'Variants' and Chromosome Modelling from Jeremy J Carroll on 2013-03-21 (public-semweb-lifesci@w3.org from March 2013)

From: Jeremy J Carroll <jjc@syapse.com>
Date: Thu, 21 Mar 2013 15:00:42 -0700
To: w3c semweb HCLS <public-semweb-lifesci@w3.org>
Message-Id: <288EDA40-5274-4725-9E74-FC9EFF726008@syapse.com>

Jerven suggests:

"instead of saying chrM it would have been solved by
using http://my.lab.org/confidential/patientXXYYZZ/genome/sampleXX/ChrM/assemblyTTv43/VariantCalls5"
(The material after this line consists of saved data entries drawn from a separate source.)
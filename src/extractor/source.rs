//! Record sources: gallery, single deviation, favorites.

use crate::api::ApiClient;
use crate::error::{Error, Result};
use crate::types::{Collection, CollectionFolder, Deviation};
use crate::utils::extract_between;
use futures::stream::{self, BoxStream, StreamExt, TryStreamExt};
use regex::Regex;
use reqwest::StatusCode;
use tracing::debug;

/// Folder name used when a favorites reference names no folder
pub const FEATURED_FOLDER: &str = "Featured";

/// Collection title used when all folders are requested
pub const ALL_FOLDERS: &str = "All";

/// Which favorites folder(s) to extract
#[derive(Clone, Debug, PartialEq, Eq)]
pub enum FolderRef {
    /// The folder whose name matches; the platform's default folder is "Featured"
    Named {
        /// Folder id from the reference, if any
        id: Option<u64>,
        /// Folder name as it appears in URLs
        name: String,
    },
    /// Every folder, in listing order
    All,
}

impl FolderRef {
    /// The platform's default folder
    pub fn featured() -> Self {
        FolderRef::Named {
            id: None,
            name: FEATURED_FOLDER.to_string(),
        }
    }
}

/// Where the records of an extraction run come from
#[derive(Clone, Debug, PartialEq, Eq)]
pub enum Source {
    /// All deviations of a user's gallery
    Gallery {
        /// Gallery owner
        username: String,
    },
    /// One deviation, referenced by its page URL or a short link
    Deviation {
        /// Page URL (https)
        url: String,
    },
    /// A user's favorites
    Favorites {
        /// Collection owner
        username: String,
        /// Folder selection
        folder: FolderRef,
    },
}

impl Source {
    /// Produce the lazy record sequence of this source
    ///
    /// `offset` is the number of records to skip at the start of each listing.
    ///
    /// # Errors
    ///
    /// Returns [`Error::NotFound`] if a single deviation or a named favorites
    /// folder does not exist.
    pub async fn produce<'a>(
        &'a self,
        api: &'a ApiClient,
        offset: u64,
    ) -> Result<BoxStream<'a, Result<Deviation>>> {
        match self {
            Source::Gallery { username } => Ok(api.gallery_all(username, offset)),
            Source::Deviation { url } => {
                let deviation = single_deviation(api, url).await?;
                Ok(stream::iter([Ok(deviation)]).boxed())
            }
            Source::Favorites { username, folder } => match folder {
                FolderRef::Named { id, name } => {
                    named_folder(api, username, *id, name, offset).await
                }
                FolderRef::All => all_folders(api, username, offset).await,
            },
        }
    }
}

async fn single_deviation(api: &ApiClient, url: &str) -> Result<Deviation> {
    let (status, body) = api.fetch_page(url).await?;
    let deviation_id = extract_between(&body, "//deviation/", "\"").unwrap_or_default();
    if status != StatusCode::OK || deviation_id.is_empty() {
        debug!(url, status = status.as_u16(), "No deviation id on page");
        return Err(Error::NotFound("image".to_string()));
    }
    api.deviation(deviation_id).await
}

async fn named_folder<'a>(
    api: &'a ApiClient,
    username: &str,
    id: Option<u64>,
    name: &str,
    offset: u64,
) -> Result<BoxStream<'a, Result<Deviation>>> {
    let pattern = folder_pattern(name)?;

    let mut folders = api.collections_folders(username, 0);
    while let Some(folder) = folders.try_next().await? {
        if pattern.is_match(&folder.name) {
            debug!(username, folder = %folder.name, "Matched collection folder");
            let collection = Collection {
                owner: username.to_string(),
                title: folder.name.clone(),
                index: id.unwrap_or(0),
            };
            let records = api.collections(username, &folder.folderid, offset);
            return Ok(attach_collection(records, collection));
        }
    }

    Err(Error::NotFound("collection".to_string()))
}

async fn all_folders<'a>(
    api: &'a ApiClient,
    username: &str,
    offset: u64,
) -> Result<BoxStream<'a, Result<Deviation>>> {
    let folders: Vec<CollectionFolder> = api.collections_folders(username, 0).try_collect().await?;
    debug!(username, folders = folders.len(), "Extracting all collection folders");

    let collection = Collection {
        owner: username.to_string(),
        title: ALL_FOLDERS.to_string(),
        index: 0,
    };
    let owner = username.to_string();
    let records = stream::iter(folders)
        .map(move |folder| api.collections(&owner, &folder.folderid, offset))
        .flatten()
        .boxed();

    Ok(attach_collection(records, collection))
}

fn attach_collection(
    records: BoxStream<'_, Result<Deviation>>,
    collection: Collection,
) -> BoxStream<'_, Result<Deviation>> {
    records
        .map_ok(move |mut deviation| {
            deviation.collection = Some(collection.clone());
            deviation
        })
        .boxed()
}

/// Pattern matching a folder name as it appears in favorites URLs
///
/// URLs replace characters of folder names with hyphens, so each hyphen of
/// the URL name stands for any single character. The whole name must match.
pub fn folder_pattern(name: &str) -> Result<Regex> {
    let body = name
        .split('-')
        .map(regex::escape)
        .collect::<Vec<_>>()
        .join(".");
    Regex::new(&format!("^{}$", body))
        .map_err(|e| Error::Other(format!("Invalid folder pattern for {:?}: {}", name, e)))
}
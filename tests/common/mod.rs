//! Common test utilities for deviation-dl integration tests

#[allow(dead_code)]
pub mod fixtures;
#[allow(dead_code)]
pub mod server;

#[allow(unused_imports)]
pub use fixtures::*;
#[allow(unused_imports)]
pub use server::*;
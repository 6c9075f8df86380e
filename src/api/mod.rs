//! Client for the platform's OAuth2 REST API
//!
//! [`ApiClient`] executes authenticated GET requests, retries transient
//! failures and exposes cursor pagination as a lazy stream of records.
//!
//! ## Submodules
//!
//! Methods on [`ApiClient`] are organized by concern:
//! - [`endpoints`] — Typed helpers for the individual API endpoints
//! - [`pagination`] — Cursor-driven listing streams
//!
//! ## Retry budget
//!
//! One logical call gets [`RetryConfig::max_attempts`](crate::config::RetryConfig)
//! attempts in total. Rate-limited (429) and other failed responses draw from
//! the same budget; each failure also updates the client's shared
//! [`Backoff`], which delays every later call of this client.

use crate::auth::TokenCache;
use crate::config::Config;
use crate::error::{Error, Result};
use crate::retry::{Backoff, Outcome};
use reqwest::StatusCode;
use reqwest::header::{AUTHORIZATION, HeaderMap, HeaderName, HeaderValue};
use serde_json::{Map, Value};
use std::sync::Arc;
use tracing::debug;

mod endpoints;
mod pagination;

pub use pagination::PAGE_LIMIT;

/// Query parameters of an API call
pub type Params = Vec<(&'static str, String)>;

/// Header carrying the API minor version
const MINOR_VERSION_HEADER: &str = "da-minor-version";

/// Authenticated, self-throttling API client
pub struct ApiClient {
    http: reqwest::Client,
    api_root: String,
    client_id: String,
    client_secret: String,
    max_attempts: u32,
    mature_content: String,
    backoff: Backoff,
    tokens: Arc<TokenCache>,
}

impl ApiClient {
    /// Create a client sharing the given token cache
    ///
    /// # Errors
    ///
    /// Returns [`Error::Config`] if the configuration is invalid.
    pub fn new(config: &Config, tokens: Arc<TokenCache>) -> Result<Self> {
        config.validate()?;

        let mut headers = HeaderMap::new();
        let minor_version =
            HeaderValue::from_str(&config.api.minor_version).map_err(|e| Error::Config {
                message: format!("invalid minor version header: {}", e),
                key: Some("api.minor_version".to_string()),
            })?;
        headers.insert(HeaderName::from_static(MINOR_VERSION_HEADER), minor_version);

        let http = reqwest::Client::builder()
            .timeout(config.api.timeout)
            .user_agent(config.api.user_agent.as_str())
            .default_headers(headers)
            .build()
            .map_err(|e| Error::Other(format!("Failed to create HTTP client: {}", e)))?;

        Ok(Self {
            http,
            api_root: config.api.api_root.trim_end_matches('/').to_string(),
            client_id: config.api.client_id.clone(),
            client_secret: config.api.client_secret.clone(),
            max_attempts: config.retry.max_attempts,
            mature_content: config.mature_content.as_param(),
            backoff: Backoff::new(&config.retry),
            tokens,
        })
    }

    /// Create a client with its own token cache built from `config`
    pub async fn from_config(config: &Config) -> Result<Self> {
        let tokens = Arc::new(TokenCache::from_config(config).await?);
        Self::new(config, tokens)
    }

    /// Backoff state shared by all calls of this client
    pub fn backoff(&self) -> &Backoff {
        &self.backoff
    }

    /// Token cache used for authentication
    pub fn tokens(&self) -> &Arc<TokenCache> {
        &self.tokens
    }

    /// Value sent as `mature_content` on listing calls
    pub fn mature_content(&self) -> &str {
        &self.mature_content
    }

    /// Call an API endpoint and return its JSON body
    ///
    /// A successful response whose body is not valid JSON yields an empty
    /// object.
    ///
    /// # Errors
    ///
    /// - [`Error::Authentication`] if no token can be obtained
    /// - [`Error::Api`] with the last response body once the attempt budget is spent
    /// - [`Error::Network`] on transport failures
    pub async fn call(&self, endpoint: &str, params: &[(&'static str, String)]) -> Result<Value> {
        let url = format!("{}/{}", self.api_root, endpoint);
        let mut tries = 1;

        loop {
            self.backoff.wait().await;

            let token = self
                .tokens
                .get_token(&self.client_id, &self.client_secret)
                .await?;
            let response = self
                .http
                .get(&url)
                .header(AUTHORIZATION, token.authorization())
                .query(params)
                .send()
                .await?;

            let status = response.status();
            let outcome = Outcome::from_status(status.as_u16());
            if outcome == Outcome::Success {
                let body = response.text().await?;
                return Ok(serde_json::from_str(&body).unwrap_or_else(|e| {
                    debug!(endpoint, error = %e, "Response is not valid JSON, treating as empty");
                    Value::Object(Map::new())
                }));
            }

            let body = response.text().await.unwrap_or_default();
            self.backoff.record(outcome);
            if outcome == Outcome::RateLimited {
                debug!(
                    endpoint,
                    delay_secs = self.backoff.current().as_secs_f64(),
                    "Rate limited"
                );
            } else {
                debug!(
                    endpoint,
                    status = status.as_u16(),
                    attempt = tries,
                    max_attempts = self.max_attempts,
                    "API call failed"
                );
            }

            tries += 1;
            if tries > self.max_attempts {
                return Err(Error::Api {
                    endpoint: endpoint.to_string(),
                    status: status.as_u16(),
                    body,
                });
            }
        }
    }

    /// Fetch a web page without authentication
    ///
    /// Returns the status and body; non-success statuses are not errors.
    pub async fn fetch_page(&self, url: &str) -> Result<(StatusCode, String)> {
        let response = self.http.get(url).send().await?;
        let status = response.status();
        let body = response.text().await?;
        Ok((status, body))
    }
}

// unwrap/expect are acceptable in tests for concise failure-on-error assertions
#[allow(clippy::unwrap_used, clippy::expect_used)]
#[cfg(test)]
mod tests;
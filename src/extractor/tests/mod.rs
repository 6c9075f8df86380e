use super::*;
use crate::error::Error;
use crate::test_helpers::*;
use crate::types::{Author, Target};
use serde_json::{Value, json};
use wiremock::matchers::{method, path, query_param};
use wiremock::{Mock, MockServer, ResponseTemplate};


async fn mount_json(server: &MockServer, endpoint: &str, body: Value) {
    Mock::given(method("GET"))
        .and(path(api_path(endpoint)))
        .respond_with(ResponseTemplate::new(200).set_body_json(body))
        .mount(server)
        .await;
}

async fn extractor(source: Source) -> (MockServer, Extractor) {
    let (server, client) = mock_api().await;
    (server, Extractor::new(Arc::new(client), source))
}

async fn collect(extractor: &Extractor) -> Result<Vec<Message>> {
    extractor.items().try_collect().await
}

fn gallery(username: &str) -> Source {
    Source::Gallery {
        username: username.to_string(),
    }
}

fn directory_authors(messages: &[Message]) -> Vec<String> {
    messages
        .iter()
        .filter_map(|m| match m {
            Message::Directory { metadata } => {
                Some(metadata.author.clone().unwrap_or_default().username)
            }
            _ => None,
        })
        .collect()
}

fn url_targets(messages: &[Message]) -> Vec<&Target> {
    messages
        .iter()
        .filter_map(|m| match m {
            Message::Url { target, .. } => Some(target),
            _ => None,
        })
        .collect()
}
rather than continuing the philosophical/theological threads ….
I am interested in this practical question.

chrM as an address

I am wanting to represent bases on chrM, how should do I do this?

My current intent is to continue with the model and the ontology implicit in the VCF format (1000 genomes) and make somewhat more explicit.

In this model "chrM: 5000 - 5003" identifies 4 bases (inclusive end point) in the mitochondrial DNA in some reference assembly …. if I have understood correctly, and the items of interest to be modeled are variations against that reference assembly. In this model, we may choose to use an address like "chrM: 5000 - 5003" to identify some part of a reference assembly from which the current experimental assembly differs.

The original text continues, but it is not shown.